Lunch is country cooking at its best. I could be sitting at Grandma’s dinner table, but fried fish was NEVER on the menu; vegetables and potatoes always were. The fried fish is well seasoned, too plentiful to eat it all, and fried to a perfect crispness. The vegetables taste as if they came from a country kitchen, not a high-end restaurant that are barely cooked—which is a good thing.
The Road to Sanderson
Back on the road, we drive on, letting miles and miles of West Texas slip behind us. Michael read an article on Sanderson earlier this week; he wants to see it. So, we leave wide and busy I 10, heading south on Texas 349 which equates to 60+ miles of lonely. We see ONE car as we drive south toward history, and I wonder why they laid this long empty stretch of pavement.
A Pile of Bones in the Dessert of West Texas
The opening salvo that piqued Michael’s interest in Sanderson came from an article in Texas Monthly magazine.
“Driving into the tiny West Texas town of Sanderson feels a bit like finding a pile of bones in the desert—intriguing, but you might at first be reluctant to look more closely. An hour’s drive southeast of Fort Stockton, this far-flung community of about eight hundred residents is a little rough around the edges, but if you take the time to get to know it, you’ll be glad you did.”
Pam LeBlanc, Texas Monthly, February 2021
Judge Roy Bean
Michael and I love old, and I don’t mind a little decay around the edges. Decay and weathered and worn tells me there are stories here. You just need somebody to tell you about them. I see the name Roy Bean in the article—another memory from my childhood. My father was so intrigued by the man and his stories that he piled his three young daughters and possibly reluctant wife, into a car without air-conditioning during a hot Texas summer and drove us to Langtry so we could see where Judge Roy Bean held court.
But back to Bean, according to legend, before Roy Bean became infamous as a self-appointed judge in Langtry, he opened a bar in Sanderson and was run out of town by the local competition when they infused Roy Bean’s booze with coal oil; he soon moved eastward to Vinegarroon and Langtry. Bean’s departure later earned Sanderson the name, “Town Too Mean for Bean.”
Sanderson
Michael drives in squares, circling outward, looking at the pile of bones of what was. There are still businesses in this town of approximately 774; and a large school is located close to the foothills that edge the northern boundaries of Sanderson.

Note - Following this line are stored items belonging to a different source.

#[cfg(test)]
mod tests {
    use approx::assert_relative_eq;
    use rand::{SeedableRng, rngs::StdRng};

    use super::*;
    use crate::ai::context::{PlayerAction, PlayerInfo};
    use crate::ai::opponent_model::OpponentModel;
    use crate::ai::rule_engine::{HandStrengths, Mood, Personality};
    use crate::core::CardBitSet;

    fn context<'a>(
        pocket: &str,
        chips: u32,
        opponents: usize,
        model: &'a OpponentModel,
    ) -> DecisionContext<'a> {
        let pocket = Pocket::from_str_cards(pocket).unwrap();
        let player = PlayerInfo::new(0, "hero", chips);
        let mut ctx = DecisionContext::new(pocket, CardBitSet::new(), player, 20).unwrap();
        ctx.players_with_cards = opponents + 1;
        ctx.opponents = (1..=opponents)
            .map(|seat| {
                let player = PlayerInfo::new(seat, format!("villain {seat}"), chips);
                OpponentView::new(player, PositionCategory::Late, model)
            })
            .collect();
        ctx
    }

    fn run(ctx: &DecisionContext<'_>, pre_flop: f32, mood: Mood) -> RuleEngine {
        let personality = Personality::default();
        let inputs = RuleInputs {
            ctx,
            hand: HandStrengths {
                pre_flop,
                ..Default::default()
            },
            personality: &personality,
            mood,
            randomize: false,
        };
        let mut engine = RuleEngine::default();
        let mut rng = StdRng::seed_from_u64(7);
        engine.execute(&inputs, &mut rng).unwrap();
        engine
    }

    #[test]
    fn test_bias_table() {
        assert_eq!(0, bias_table(0.5));
        assert_eq!(0, bias_table(1.0));
        assert_eq!(10, bias_table(0.0));
        assert_eq!(5, bias_table(0.75));
    }

    #[test]
    fn test_low_connectors() {
        for (hand, expected) in [("7s6s", true), ("KdQc", true), ("AsKs", false), ("7h2c", false)] {
            let pocket = Pocket::from_str_cards(hand).unwrap();
            assert_eq!(expected, is_low_connector(&pocket), "{hand}");
        }
    }

    #[test_log::test]
    fn test_premium_hand_opens() {
        let model = OpponentModel::new();
        let mut ctx = context("AsAh", 2000, 5, &model);
        ctx.position = PositionCategory::Early;
        ctx.to_call = 20;
        ctx.pot = 30;

        let engine = run(&ctx, 1.0, Mood::default());
        assert_eq!(Outcome::OpenPot, engine.strongest_outcome());
        let outcome = engine.outcome().unwrap();
        assert_relative_eq!(0.05, outcome.call(), epsilon = 1e-6);
        assert_relative_eq!(0.95, outcome.bet_raise(), epsilon = 1e-6);
        let range = BetRange::big_blind_relative(2.5, 3.0).unwrap();
        assert_eq!(&range, engine.bet_range());
        assert_eq!(Some(&range), outcome.bet_range());
    }

    #[test_log::test]
    fn test_weak_hand_folds_first_in() {
        let model = OpponentModel::new();
        let mut ctx = context("7h2c", 2000, 5, &model);
        ctx.position = PositionCategory::Early;
        ctx.to_call = 20;
        ctx.pot = 30;

        let engine = run(&ctx, 0.3, Mood::default());
        assert_eq!(Outcome::Fold, engine.strongest_outcome());
        assert_eq!(PlayerAction::Fold, engine.action());
        assert!(engine.outcome().is_none());
        assert!(!engine.is_eligible(Outcome::Check));
    }

    #[test_log::test]
    fn test_short_stack_moves_in() {
        let model = OpponentModel::new();
        let mut ctx = context("QsQd", 100, 3, &model);
        ctx.pot_status = PotStatus::Raised;
        ctx.position = PositionCategory::Late;
        ctx.to_call = 60;
        ctx.pot = 90;

        let engine = run(&ctx, 0.9, Mood::default());
        assert!(engine.is_eligible(Outcome::AllIn));
        // 0.9 + 0.1, 0.15 for the blinds and 0.9 / 25 for the odds.
        assert_relative_eq!(1.186, engine.score(Outcome::AllIn), epsilon = 1e-5);
        assert_eq!(Outcome::AllIn, engine.strongest_outcome());
        assert_eq!(&BetRange::all_in(), engine.bet_range());
    }

    #[test_log::test]
    fn test_big_blind_defends_against_steal() {
        let model = OpponentModel::new();
        let mut ctx = context("9sTs", 2000, 2, &model);
        ctx.pot_status = PotStatus::Raised;
        ctx.position = PositionCategory::Big;
        ctx.to_call = 40;
        ctx.pot = 90;
        let mood = Mood {
            steal_suspicion: 0.1,
            ..Default::default()
        };

        let engine = run(&ctx, 0.6, mood);
        assert!(engine.is_eligible(Outcome::Call));
        let suspected = engine
            .adjustments()
            .iter()
            .filter(|a| a.factor() == Factor::StealSuspected)
            .count();
        assert_eq!(2, suspected);
        assert_relative_eq!(0.9, engine.score(Outcome::Raise), epsilon = 1e-6);
        assert_eq!(Outcome::Call, engine.strongest_outcome());
        assert_eq!(PlayerAction::Call, engine.action());
    }

    #[test_log::test]
    fn test_single_limper_is_raised() {
        let model = OpponentModel::new();
        let mut ctx = context("KsQs", 2000, 3, &model);
        ctx.pot_status = PotStatus::Called;
        ctx.limpers = 1;
        ctx.position = PositionCategory::Late;
        ctx.to_call = 20;
        ctx.pot = 50;

        let engine = run(&ctx, 0.8, Mood::default());
        assert_relative_eq!(1.2, engine.score(Outcome::Raise), epsilon = 1e-6);
        assert_eq!(Outcome::Raise, engine.strongest_outcome());
        assert_eq!(&BetRange::big_blind_relative(3.0, 4.5).unwrap(), engine.bet_range());
    }

    #[test_log::test]
    fn test_short_table_raises_by_pot() {
        let model = OpponentModel::new();
        let mut ctx = context("KsQs", 250, 3, &model);
        ctx.pot_status = PotStatus::Called;
        ctx.limpers = 1;
        ctx.position = PositionCategory::Late;
        ctx.to_call = 20;
        ctx.pot = 50;

        let engine = run(&ctx, 0.8, Mood::default());
        assert_eq!(Outcome::Raise, engine.strongest_outcome());
        assert_eq!(&BetRange::pot_relative(0.5, 0.75).unwrap(), engine.bet_range());
    }

    #[test_log::test]
    fn test_connectors_limp_behind() {
        let model = OpponentModel::new();
        let mut ctx = context("7s6s", 2000, 4, &model);
        ctx.pot_status = PotStatus::Called;
        ctx.limpers = 3;
        ctx.position = PositionCategory::Middle;
        ctx.to_call = 20;
        ctx.pot = 100;

        let engine = run(&ctx, 0.35, Mood::default());
        assert!(engine.is_eligible(Outcome::Limp));
        // 0.825 hand, 0.02 position, 0.1 odds and 0.0875 implied odds.
        assert_relative_eq!(1.0325, engine.score(Outcome::Limp), epsilon = 1e-5);
        assert_eq!(Outcome::Limp, engine.strongest_outcome());
        assert_eq!(PlayerAction::Call, engine.action());
    }
}
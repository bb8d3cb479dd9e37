use crate::core::{Card, Pocket, DECK_SIZE};

/// Number of unordered pairs of distinct cards, C(52, 2).
pub const POCKET_COUNT: usize = DECK_SIZE * (DECK_SIZE - 1) / 2;

/// A value for every possible pocket.
///
/// Storage is a flat triangular array so `get(a, b)` and `get(b, a)` read the
/// same slot. Pairs that aren't a pocket (the same card twice or an index
/// past the deck) have no slot: reads give `T::default()` and writes are
/// dropped.
///
/// # Examples
///
/// ```
/// use holdem_ai::ai::PocketMatrix;
///
/// let mut m: PocketMatrix<u32> = PocketMatrix::default();
/// m.set(3, 40, 7);
/// assert_eq!(7, m.get(40, 3));
/// assert_eq!(0, m.get(5, 5));
/// ```
#[derive(Debug, Clone, PartialEq)]
pub struct PocketMatrix<T> {
    values: Vec<T>,
}

impl<T: Copy + Default> Default for PocketMatrix<T> {
    fn default() -> Self {
        Self::new(T::default())
    }
}

impl<T: Copy + Default> PocketMatrix<T> {
    /// A matrix with every slot set to `fill`.
    pub fn new(fill: T) -> Self {
        Self {
            values: vec![fill; POCKET_COUNT],
        }
    }

    /// The flat slot for a pair of card indices, if they form a pocket.
    pub fn slot(i: usize, j: usize) -> Option<usize> {
        let (lo, hi) = if i < j { (i, j) } else { (j, i) };
        if lo == hi || hi >= DECK_SIZE {
            return None;
        }
        Some(hi * (hi - 1) / 2 + lo)
    }

    pub fn get(&self, i: usize, j: usize) -> T {
        Self::slot(i, j)
            .map(|s| self.values[s])
            .unwrap_or_default()
    }

    pub fn set(&mut self, i: usize, j: usize, value: T) {
        if let Some(s) = Self::slot(i, j) {
            self.values[s] = value;
        }
    }

    pub fn get_cards(&self, a: Card, b: Card) -> T {
        self.get(a.index(), b.index())
    }

    pub fn set_cards(&mut self, a: Card, b: Card, value: T) {
        self.set(a.index(), b.index(), value);
    }

    pub fn get_pocket(&self, pocket: &Pocket) -> T {
        self.get_cards(pocket.low(), pocket.high())
    }

    pub fn set_pocket(&mut self, pocket: &Pocket, value: T) {
        self.set_cards(pocket.low(), pocket.high(), value);
    }

    /// Reset every slot to `value`.
    pub fn clear(&mut self, value: T) {
        self.values.fill(value);
    }

    /// Walk every pocket with its value.
    pub fn iter(&self) -> impl Iterator<Item = (Pocket, &T)> + '_ {
        Pocket::all().zip(self.values.iter())
    }

    pub fn values_mut(&mut self) -> impl Iterator<Item = &mut T> + '_ {
        self.values.iter_mut()
    }
}

#[cfg(test)]
mod tests {
    use super::*;

    #[test]
    fn test_symmetric() {
        let mut m: PocketMatrix<f32> = PocketMatrix::default();
        for (i, j) in [(0, 1), (51, 50), (12, 40)] {
            m.set(i, j, (i + j) as f32);
            assert_eq!(m.get(i, j), m.get(j, i));
        }
        m.set(40, 12, 1.5);
        assert_eq!(1.5, m.get(12, 40));
    }

    #[test]
    fn test_slots_cover_every_pocket_once() {
        let mut seen = vec![false; POCKET_COUNT];
        for hi in 0..DECK_SIZE {
            for lo in 0..hi {
                let s = PocketMatrix::<u8>::slot(lo, hi).unwrap();
                assert!(!seen[s]);
                seen[s] = true;
            }
        }
        assert!(seen.iter().all(|s| *s));
    }

    #[test]
    fn test_invalid_pairs() {
        let mut m: PocketMatrix<i32> = PocketMatrix::new(4);
        assert_eq!(0, m.get(7, 7));
        assert_eq!(0, m.get(3, 52));
        m.set(9, 9, 100);
        m.set(60, 1, 100);
        assert!(m.iter().all(|(_, v)| *v == 4));
    }

    #[test]
    fn test_pocket_and_card_access() {
        let mut m: PocketMatrix<u32> = PocketMatrix::default();
        let p = Pocket::from_str_cards("AsKh").unwrap();
        m.set_pocket(&p, 11);
        assert_eq!(11, m.get_cards(p.high(), p.low()));
        assert_eq!(11, m.get(48, 46));
    }

    #[test]
    fn test_iter_matches_slots() {
        let mut m: PocketMatrix<usize> = PocketMatrix::default();
        for p in Pocket::all() {
            m.set_pocket(&p, p.low().index() * 100 + p.high().index());
        }
        for (p, v) in m.iter() {
            assert_eq!(p.low().index() * 100 + p.high().index(), *v);
        }
    }

    #[test]
    fn test_clear() {
        let mut m: PocketMatrix<f64> = PocketMatrix::new(0.5);
        m.set(1, 2, 9.0);
        m.clear(2.0);
        assert_eq!(2.0, m.get(1, 2));
        assert_eq!(2.0, m.get(50, 51));
    }
}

Sanderson was both the beneficiary and the victim of progress. Its growth spurt began with the construction of the Galveston, Harrisburg, & San Antonio Railroad circa 1881. Then came Highway 90 which became the main “coast-to-coast” route through the area, ensuring a steady supply of auto traffic. The forecast of Sanderson’s imminent demise came when disaster struck in 1965 in the guise of a flash flood when a wall of water poured through Sanderson Canyon into town; the railroad changed its vision eventually moving all of its crew operations to Alpine; the killing blow came with the completion of I 10 in the 1970s. The story is more complicated than that, but the ending is the same.
Circling through Sanderson one last time, we say goodbye to the sad story wrought by progress and set our sights on Marathon, and Michael’s dream of sitting in the backyard of a 100-year-old adobe house listening to the musical sounds of the rails as freight trains roll through town.